Collected data entries:
+++
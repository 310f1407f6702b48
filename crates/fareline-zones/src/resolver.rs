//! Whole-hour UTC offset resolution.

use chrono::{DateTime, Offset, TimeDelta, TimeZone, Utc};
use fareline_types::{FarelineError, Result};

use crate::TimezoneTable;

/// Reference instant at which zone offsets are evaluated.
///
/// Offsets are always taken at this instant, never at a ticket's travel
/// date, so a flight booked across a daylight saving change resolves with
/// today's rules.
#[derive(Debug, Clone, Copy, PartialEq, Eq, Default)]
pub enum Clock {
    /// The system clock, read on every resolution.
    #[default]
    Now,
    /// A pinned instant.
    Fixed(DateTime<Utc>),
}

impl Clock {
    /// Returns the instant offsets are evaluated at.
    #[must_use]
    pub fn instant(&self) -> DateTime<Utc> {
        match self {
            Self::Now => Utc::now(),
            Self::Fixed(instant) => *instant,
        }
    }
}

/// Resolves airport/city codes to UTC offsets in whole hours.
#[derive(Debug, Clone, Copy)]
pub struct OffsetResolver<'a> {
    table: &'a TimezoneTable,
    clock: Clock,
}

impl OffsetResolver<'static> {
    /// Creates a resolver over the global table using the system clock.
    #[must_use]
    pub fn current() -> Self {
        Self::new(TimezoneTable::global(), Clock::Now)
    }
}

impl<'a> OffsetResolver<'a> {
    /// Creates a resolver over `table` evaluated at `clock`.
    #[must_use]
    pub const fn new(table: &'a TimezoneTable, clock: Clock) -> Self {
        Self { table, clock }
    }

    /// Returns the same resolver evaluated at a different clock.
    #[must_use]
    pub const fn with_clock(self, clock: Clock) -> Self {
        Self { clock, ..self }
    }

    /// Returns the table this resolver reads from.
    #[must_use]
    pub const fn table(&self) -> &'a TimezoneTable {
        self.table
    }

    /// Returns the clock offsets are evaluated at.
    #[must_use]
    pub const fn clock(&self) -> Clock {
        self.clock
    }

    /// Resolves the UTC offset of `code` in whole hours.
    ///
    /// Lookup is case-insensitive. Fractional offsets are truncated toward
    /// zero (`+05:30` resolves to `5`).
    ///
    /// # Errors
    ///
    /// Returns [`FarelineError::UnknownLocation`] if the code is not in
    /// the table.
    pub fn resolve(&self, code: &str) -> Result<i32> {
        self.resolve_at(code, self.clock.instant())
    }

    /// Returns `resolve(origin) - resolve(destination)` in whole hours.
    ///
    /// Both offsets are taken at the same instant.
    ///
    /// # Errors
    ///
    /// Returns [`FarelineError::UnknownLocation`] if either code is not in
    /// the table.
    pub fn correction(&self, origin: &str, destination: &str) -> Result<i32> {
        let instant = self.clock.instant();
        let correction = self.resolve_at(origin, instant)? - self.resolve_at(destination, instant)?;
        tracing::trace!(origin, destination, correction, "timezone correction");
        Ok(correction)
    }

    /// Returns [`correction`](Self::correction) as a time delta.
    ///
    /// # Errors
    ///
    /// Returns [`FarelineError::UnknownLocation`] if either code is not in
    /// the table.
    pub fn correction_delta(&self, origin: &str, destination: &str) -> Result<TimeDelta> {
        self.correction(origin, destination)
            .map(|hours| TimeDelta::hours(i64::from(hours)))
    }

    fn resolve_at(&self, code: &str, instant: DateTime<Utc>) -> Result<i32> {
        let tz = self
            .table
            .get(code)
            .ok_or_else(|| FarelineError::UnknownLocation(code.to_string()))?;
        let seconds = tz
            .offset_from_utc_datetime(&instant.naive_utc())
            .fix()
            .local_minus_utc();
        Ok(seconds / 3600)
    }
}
+++
● **About this task**: Extract all lines of the records above that include "Returns".

● **Exercise response**:
    /// Returns the instant offsets are evaluated at.
    /// Returns the same resolver evaluated at a different clock.
    /// Returns the table this resolver reads from.
    /// Returns the clock offsets are evaluated at.
    /// Returns [`FarelineError::UnknownLocation`] if the code is not in
    /// Returns `resolve(origin) - resolve(destination)` in whole hours.
    /// Returns [`FarelineError::UnknownLocation`] if either code is not in
    /// Returns [`correction`](Self::correction) as a time delta.
    /// Returns [`FarelineError::UnknownLocation`] if either code is not in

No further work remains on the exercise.